President Rousseff has been criticized as wavering on economic policy. She is said to have avoided stringent measures to curb spending and, therefore, failed to preserve the strength of the real. Nevertheless, her administration has already taken requisite steps. Counter-inflationary measures generally put a strain on governments, deteriorating their electoral support. Brazil is in a different situation because of its experience with hyperinflation. A government that institutes counter-inflationary measures is likely to retain support as Brazilians value price stability.
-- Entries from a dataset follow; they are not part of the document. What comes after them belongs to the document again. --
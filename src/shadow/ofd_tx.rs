//! `OfdTx` (§3 component F): the per-transaction shadow of one open file
//! description — primarily its shadow file offset, which every `read`,
//! `write` and `lseek` in the transaction observes and advances locally
//! until commit.

use crate::error::Error;
use crate::file::FileKind;
use crate::lock::owner::OwnerIndex;
use crate::module::Module;

pub struct OfdTx {
    pub ofd_index: usize,
    pub file_kind: FileKind,
    pub file_index: usize,
    owner: OwnerIndex,
    /// Local, transaction-private copy of the file offset. Only written
    /// back to the global OFD on commit.
    local_offset: u64,
    offset_locked_writer: bool,
    offset_locked_reader: bool,
}

impl OfdTx {
    pub fn new(
        ofd_index: usize,
        file_kind: FileKind,
        file_index: usize,
        owner: OwnerIndex,
        current_offset: u64,
    ) -> Self {
        OfdTx {
            ofd_index,
            file_kind,
            file_index,
            owner,
            local_offset: current_offset,
            offset_locked_writer: false,
            offset_locked_reader: false,
        }
    }

    pub fn offset(&self) -> u64 {
        self.local_offset
    }

    pub fn set_offset(&mut self, value: u64) {
        self.local_offset = value;
    }

    pub fn advance_offset(&mut self, delta: u64) {
        self.local_offset += delta;
    }

    /// Fast path for `lseek(fd, 0, SEEK_CUR)`: returns the local offset
    /// without taking any lock or marking transaction-local state, per
    /// §4.5 and the boundary case in §8.
    pub fn peek_offset(&self) -> u64 {
        self.local_offset
    }

    pub fn lock_offset_read(&mut self) -> Result<(), Error> {
        if self.offset_locked_reader || self.offset_locked_writer {
            return Ok(());
        }
        crate::file::global()
            .ofds
            .with_resource(self.ofd_index, |ofd| ofd.fields.file_offset.try_rdlock(self.owner))?;
        self.offset_locked_reader = true;
        Ok(())
    }

    pub fn lock_offset_write(&mut self) -> Result<(), Error> {
        if self.offset_locked_writer {
            return Ok(());
        }
        crate::file::global()
            .ofds
            .with_resource(self.ofd_index, |ofd| ofd.fields.file_offset.try_wrlock(self.owner))?;
        self.offset_locked_writer = true;
        self.offset_locked_reader = false;
        Ok(())
    }

    fn unlock_offset(&mut self) {
        if self.offset_locked_reader || self.offset_locked_writer {
            crate::file::global()
                .ofds
                .with_resource(self.ofd_index, |ofd| ofd.fields.file_offset.unlock(self.owner));
            self.offset_locked_reader = false;
            self.offset_locked_writer = false;
        }
    }
}

pub struct OfdTxModule {
    pub shared: std::rc::Rc<std::cell::RefCell<OfdTx>>,
}

impl Module for OfdTxModule {
    fn finish(&mut self) -> Result<(), Error> {
        let mut shadow = self.shared.borrow_mut();
        shadow.unlock_offset();
        crate::file::global().ofds.unref(shadow.ofd_index, |_| {});
        Ok(())
    }
}

#[cfg(test)]
mod tests {
    use super::*;
    use crate::file::Ofd;
    use crate::ident::OfdId;
    use crate::lock::owner::OwnerIndex;

    fn ofd_index(fildes: i32) -> usize {
        let id = OfdId::new(crate::ident::FileId { dev: 0, ino: fildes as u64 }, fildes);
        crate::file::global()
            .ofds
            .ref_by_id(id, || {
                Ok(Ofd {
                    fields: Default::default(),
                    kind: FileKind::Regfile,
                    file_index: 0,
                })
            })
            .unwrap()
    }

    #[test]
    fn advancing_the_offset_is_purely_local_until_written_back() {
        let index = ofd_index(9001);
        let mut ofd = OfdTx::new(index, FileKind::Regfile, 0, OwnerIndex(0), 10);
        assert_eq!(ofd.offset(), 10);
        ofd.advance_offset(5);
        assert_eq!(ofd.offset(), 15);
        ofd.set_offset(0);
        assert_eq!(ofd.peek_offset(), 0);
    }

    #[test]
    fn write_lock_is_idempotent_for_the_same_owner() {
        let index = ofd_index(9002);
        let mut ofd = OfdTx::new(index, FileKind::Regfile, 0, OwnerIndex(1), 0);
        ofd.lock_offset_write().unwrap();
        ofd.lock_offset_write().unwrap();
        ofd.unlock_offset();
    }

    #[test]
    fn a_second_owner_conflicts_on_the_same_offset_lock() {
        let index = ofd_index(9003);
        let mut first = OfdTx::new(index, FileKind::Regfile, 0, OwnerIndex(2), 0);
        first.lock_offset_write().unwrap();

        let mut second = OfdTx::new(index, FileKind::Regfile, 0, OwnerIndex(3), 0);
        assert!(second.lock_offset_write().is_err());

        first.unlock_offset();
        second.lock_offset_write().unwrap();
    }
}
#![warn(missing_docs)]

//! `systx`, a user-space system-call transaction manager: smoke-test
//! binary. The real surface is the library; this binary only sets up
//! logging and runs one example transaction end to end.

use nix::fcntl::OFlag;
use nix::sys::stat::Mode;
use tracing::{event, Level};

use systx::wrappers::posix::{close_tx, open_tx, pwrite_tx};
use systx::{begin, CcMode, TxConfig};

#[tracing::instrument]
fn main() {
    let subscriber = tracing_subscriber::fmt()
        .with_file(true)
        .with_line_number(true)
        .finish();
    tracing::subscriber::set_global_default(subscriber)
        .expect("setting the global subscriber here should be the first attempt to do so, and therefore be successful.");

    if !cfg!(target_os = "linux") {
        panic!("At this time, linux is the only OS supported by systx.");
    }

    event!(Level::INFO, "systx started.");

    let config = TxConfig::default();
    let path = std::env::temp_dir().join(format!("systx-smoke-{}", std::process::id()));
    let path_for_tx = path.clone();

    let result = begin(CcMode::Twopl, &config, move |tx| {
        let fildes = open_tx(
            tx,
            &path_for_tx,
            OFlag::O_CREAT | OFlag::O_RDWR | OFlag::O_TRUNC,
            Mode::S_IRUSR | Mode::S_IWUSR,
        )?;
        pwrite_tx(tx, fildes, b"hello from systx", 0)?;
        close_tx(tx, fildes)?;
        Ok(())
    });

    match result {
        Ok(()) => event!(Level::INFO, "smoke transaction committed."),
        Err(e) => event!(Level::ERROR, error = ?e, "smoke transaction failed."),
    }

    let _ = std::fs::remove_file(&path);
}
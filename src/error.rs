//! The error model shared by every module in the transaction engine.
//!
//! Shaped after the teacher crate's `IOError`/`LuxorError` split: a
//! `thiserror` enum carrying `#[source]` chains, with a hand-written
//! [`Debug`] impl that walks the full cause chain instead of just the
//! outermost message.

use std::error::Error as StdError;
use std::fmt::{Debug, Formatter};

use crate::lock::owner::OwnerIndex;

/// A lock identifier returned alongside [`Error::Conflicting`], identifying
/// which lock the caller failed to acquire. Opaque outside this crate.
#[derive(Copy, Clone, Eq, PartialEq, Debug, Default)]
pub struct LockId(pub(crate) u64);

impl LockId {
    pub(crate) fn new(owner: OwnerIndex, field: u32) -> Self {
        LockId(((owner.0 as u64) << 32) | field as u64)
    }
}

/// The numeric errno-equivalent carried by [`Error::Recoverable`].
pub type ErrnoLike = i32;

#[derive(thiserror::Error)]
pub enum Error {
    /// Two transactions' lock requirements could not be satisfied together.
    /// The driver retries automatically; this variant never escapes `begin`.
    #[error("lock conflict")]
    Conflicting(Option<LockId>),

    /// The requested operation cannot be completed without irrevocable
    /// execution. The driver restarts the transaction in irrevocable mode.
    #[error("operation requires irrevocable execution")]
    Revocable,

    /// A kernel-visible error the user's recovery handler may inspect and
    /// act on (commit anyway, abort, or retry).
    #[error("recoverable error: {kind}")]
    Recoverable {
        kind: RecoverableKind,
        #[source]
        source: Option<std::io::Error>,
    },

    /// Rollback itself failed, or apply failed after partial application.
    /// There is no safe way to continue; the driver aborts the process.
    #[error("irrecoverable error: {0}")]
    Irrecoverable(String),
}

#[derive(Debug, Copy, Clone, Eq, PartialEq, thiserror::Error)]
pub enum RecoverableKind {
    #[error("errno {0}")]
    Errno(ErrnoLike),
    #[error("allocation failure")]
    AllocationFailure,
    #[error("invalid environment")]
    InvalidEnv,
}

impl Error {
    pub fn recoverable_errno(errno: ErrnoLike) -> Self {
        Error::Recoverable {
            kind: RecoverableKind::Errno(errno),
            source: None,
        }
    }

    pub fn irrecoverable(detail: impl Into<String>) -> Self {
        Error::Irrecoverable(detail.into())
    }

    /// Whether this error is automatically handled by the driver's retry
    /// loop (i.e. invisible to the transaction body's author).
    pub fn is_driver_handled(&self) -> bool {
        matches!(self, Error::Conflicting(_) | Error::Revocable)
    }
}

impl From<nix::errno::Errno> for Error {
    fn from(value: nix::errno::Errno) -> Self {
        Error::Recoverable {
            kind: RecoverableKind::Errno(value as i32),
            source: Some(std::io::Error::from(value)),
        }
    }
}

impl From<std::io::Error> for Error {
    fn from(value: std::io::Error) -> Self {
        let errno = value.raw_os_error().unwrap_or(0);
        Error::Recoverable {
            kind: RecoverableKind::Errno(errno),
            source: Some(value),
        }
    }
}

fn error_chain_fmt(error: &impl StdError, fmt: &mut Formatter<'_>) -> std::fmt::Result {
    writeln!(fmt, "{}\n", error)?;
    let mut current = error.source();
    while let Some(cause) = current {
        writeln!(fmt, "Caused by:\n\t{}", cause)?;
        current = cause.source();
    }
    Ok(())
}

impl Debug for Error {
    fn fmt(&self, f: &mut Formatter<'_>) -> std::fmt::Result {
        error_chain_fmt(self, f)
    }
}

pub type Result<T> = std::result::Result<T, Error>;
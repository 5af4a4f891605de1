//! Lock primitives and coordination (§4.1, §4.2, §4.6): the field-level
//! RW-lock, lock owners, the process-wide lock manager, and the per-file
//! range-lock map.

pub mod manager;
pub mod owner;
pub mod rangemap;
pub mod rwlock;
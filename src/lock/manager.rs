//! The lock manager (§4.2): registers lock owners, arbitrates the
//! irrevocability token, and relays wake-ups between the RW-lock primitive
//! and waiting owners. Mirrors the teacher's process-wide singleton
//! pattern (`SERIALS: LazyLock<Arc<RwLock<Vec<Weak<FileSerial>>>>>`) but for
//! owner registration and irrevocability instead of per-file locks.

use std::sync::atomic::{AtomicUsize, Ordering};
use std::sync::{Condvar, LazyLock, Mutex};

use tracing::{event, Level};

use crate::error::Error;
use crate::lock::owner::{LockOwner, OwnerIndex};
use crate::lock::rwlock::OwnerRwLock;

struct Slots {
    /// `None` for free slots, `Some` for registered owners.
    owners: Vec<Option<LockOwner>>,
}

/// Rendezvous state for irrevocability (§4.2): either the token is free
/// and any number of revocable transactions run, or it is held and all
/// others are quiesced.
struct Irrevocability {
    holder: Option<OwnerIndex>,
    /// Count of revocable owners currently believed to be mid-transaction.
    /// `make_irrevocable` waits until this drops to zero before admitting
    /// the exclusive holder.
    active_revocable: usize,
}

pub struct LockManager {
    slots: Mutex<Slots>,
    irrevocable: Mutex<Irrevocability>,
    cv: Condvar,
    max_owners: usize,
    next_hint: AtomicUsize,
}

impl LockManager {
    pub fn new(max_owners: usize) -> Self {
        let mut owners = Vec::with_capacity(max_owners);
        owners.resize_with(max_owners, || None);
        LockManager {
            slots: Mutex::new(Slots { owners }),
            irrevocable: Mutex::new(Irrevocability {
                holder: None,
                active_revocable: 0,
            }),
            cv: Condvar::new(),
            max_owners,
            next_hint: AtomicUsize::new(0),
        }
    }

    /// Registers a new owner, returning its dense index. Errors with
    /// `Irrecoverable` if the manager is at capacity; callers should treat
    /// this as a deterministic, non-deadlocking rejection (§8 boundary
    /// behaviour).
    pub fn register(&self) -> Result<OwnerIndex, Error> {
        let mut slots = self.slots.lock().unwrap();
        let start = self.next_hint.load(Ordering::Relaxed) % self.max_owners.max(1);
        for offset in 0..self.max_owners {
            let i = (start + offset) % self.max_owners;
            if slots.owners[i].is_none() {
                let idx = OwnerIndex(i as u32);
                slots.owners[i] = Some(LockOwner::new(idx));
                self.next_hint.store(i + 1, Ordering::Relaxed);
                event!(Level::TRACE, owner = i, "registered lock owner");
                return Ok(idx);
            }
        }
        Err(Error::irrecoverable("lock manager has no free owner slots"))
    }

    pub fn unregister(&self, owner: OwnerIndex) {
        let mut slots = self.slots.lock().unwrap();
        slots.owners[owner.get() as usize] = None;
        event!(Level::TRACE, owner = owner.get(), "unregistered lock owner");
    }

    /// Marks `active_revocable` counters; called by the driver on
    /// entering/leaving the revocable portion of a transaction so
    /// `make_irrevocable` knows when it is safe to admit the exclusive
    /// holder.
    pub fn enter_revocable(&self) {
        let mut state = self.irrevocable.lock().unwrap();
        state.active_revocable += 1;
    }

    pub fn leave_revocable(&self) {
        let mut state = self.irrevocable.lock().unwrap();
        state.active_revocable = state.active_revocable.saturating_sub(1);
        if state.active_revocable == 0 {
            self.cv.notify_all();
        }
    }

    /// Acquires the exclusive irrevocability token for `owner`, blocking
    /// until every other revocable transaction has quiesced. This is one
    /// of the few places the engine genuinely blocks (§5).
    pub fn make_irrevocable(&self, owner: OwnerIndex) -> Result<(), Error> {
        let mut state = self.irrevocable.lock().unwrap();
        while state.holder.is_some() {
            state = self.cv.wait(state).unwrap();
        }
        while state.active_revocable > 0 {
            state = self.cv.wait(state).unwrap();
        }
        state.holder = Some(owner);
        event!(Level::TRACE, owner = owner.get(), "acquired irrevocability token");
        Ok(())
    }

    pub fn release_irrevocability(&self, owner: OwnerIndex) {
        let mut state = self.irrevocable.lock().unwrap();
        if state.holder == Some(owner) {
            state.holder = None;
            self.cv.notify_all();
            event!(Level::TRACE, owner = owner.get(), "released irrevocability token");
        }
    }

    pub fn is_irrevocable_held(&self) -> bool {
        self.irrevocable.lock().unwrap().holder.is_some()
    }

    /// Registers `owner` as waiting on `lock`. Returns immediately;
    /// the engine never blocks here (try-only discipline, §5) — this is
    /// bookkeeping so a future `unlock` wakes the right owner first.
    pub fn wait(&self, owner: OwnerIndex, is_writer: bool, lock: &OwnerRwLock) {
        lock.register_waiter(owner, is_writer);
    }

    /// Relays `lock`'s wake-up set. `concurrent_readers_ok` is accepted for
    /// interface symmetry with the spec's `wake_up` signature; the
    /// underlying [`OwnerRwLock`] already decides reader/writer batching.
    pub fn wake_up(&self, _concurrent_readers_ok: bool, lock: &OwnerRwLock, owner: OwnerIndex) -> Vec<OwnerIndex> {
        lock.unlock(owner)
    }
}

static GLOBAL_LOCK_MANAGER: LazyLock<LockManager> =
    LazyLock::new(|| LockManager::new(crate::config::active().max_owners));

pub fn global() -> &'static LockManager {
    &GLOBAL_LOCK_MANAGER
}

#[cfg(test)]
mod tests {
    use super::*;

    #[test]
    fn register_and_unregister_recycles_index() {
        let mgr = LockManager::new(2);
        let a = mgr.register().unwrap();
        let b = mgr.register().unwrap();
        assert!(mgr.register().is_err());
        mgr.unregister(a);
        let c = mgr.register().unwrap();
        assert_eq!(c, a);
        let _ = b;
    }

    #[test]
    fn irrevocability_is_exclusive() {
        let mgr = LockManager::new(4);
        let a = mgr.register().unwrap();
        mgr.make_irrevocable(a).unwrap();
        assert!(mgr.is_irrevocable_held());
        mgr.release_irrevocability(a);
        assert!(!mgr.is_irrevocable_held());
    }
}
So Rousseff and her current PT government do not need to worry about electoral consequences when they follow an anti-inflationary policy. Rousseff’s recent claims that inflation is on the downturn are dubious and it would be foolish for her government to eschew austerity given the inflation concerns of her own voters and foreign investors. Therefore, we can expect Rousseff’s government to embark on an austerity program once inflation starts causing alarm.